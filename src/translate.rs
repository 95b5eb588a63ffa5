//! Native type expressions rewritten as Python annotations.
//!
//! Translation is a total function: anything the table does not know degrades
//! to `any` rather than failing, so a stale or partial documentation run can
//! never abort stub emission.

use std::collections::HashMap;

/// Annotation used when a type expression matches nothing we know.
pub const UNKNOWN: &str = "any";

const VECTOR_PREFIX: &str = "std::vector<";

/// Fixed primitive and container mappings. Extended at build time with every
/// class the registry knows about.
const SEED_TABLE: &[(&str, &str)] = &[
    ("std::string", "str"),
    ("double", "float"),
    ("int", "int"),
    ("bool", "bool"),
    ("void", "None"),
    ("Eigen::MatrixXd", "numpy.ndarray"),
    ("Eigen::VectorXd", "numpy.ndarray"),
    ("Eigen::Matrix3d", "numpy.ndarray"),
    ("Eigen::Vector3d", "numpy.ndarray"),
    ("Eigen::Matrix2d", "numpy.ndarray"),
    ("Eigen::Vector2d", "numpy.ndarray"),
    ("Eigen::Affine3d", "numpy.ndarray"),
];

#[derive(Clone, Debug)]
pub struct TypeTranslator {
    table: HashMap<String, String>,
}

impl TypeTranslator {
    /// Seeds the table and extends it with the exposed classes, so a native
    /// declaration referencing another bound class translates to that class's
    /// exposed name.
    pub fn build<'a, I>(classes: I) -> Self
    where
        I: IntoIterator<Item = (&'a str, &'a str)>,
    {
        let mut table: HashMap<String, String> = SEED_TABLE
            .iter()
            .map(|(native, py)| ((*native).to_string(), (*py).to_string()))
            .collect();
        for (native, exposed) in classes {
            table.insert(native.to_string(), exposed.to_string());
        }
        Self { table }
    }

    /// Translates an optional declared type. `None` in, `None` out: a missing
    /// declaration is distinct from an unrecognized one.
    pub fn translate(&self, declared: Option<&str>) -> Option<String> {
        declared.map(|raw| self.translate_raw(raw))
    }

    /// Total translation of a raw type string. Strips reference and pointer
    /// markers and a leading `const`, exact-matches the table, and expands a
    /// single-argument `std::vector` recursively.
    pub fn translate_raw(&self, raw: &str) -> String {
        let cleaned = raw.replace('&', "").replace('*', "");
        let mut cleaned = cleaned.trim();
        if let Some(rest) = cleaned.strip_prefix("const ") {
            cleaned = rest;
        }

        if let Some(translated) = self.table.get(cleaned) {
            return translated.clone();
        }

        if let Some(rest) = cleaned.strip_prefix(VECTOR_PREFIX) {
            let inner = rest.strip_suffix('>').unwrap_or(rest);
            return format!("list[{}]", self.translate_raw(inner));
        }

        UNKNOWN.to_string()
    }
}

*****

Precisely reproduce the lines of the entries, beginning at the first and ending at the one containing "abort stub emission.". Add nothing.

** Reply to the task **
filename src/translate.rs
repository 95b5eb588a63ffa5
//! Native type expressions rewritten as Python annotations.
//!
//! Translation is a total function: anything the table does not know degrades
//! to `any` rather than failing, so a stale or partial documentation run can
//! never abort stub emission.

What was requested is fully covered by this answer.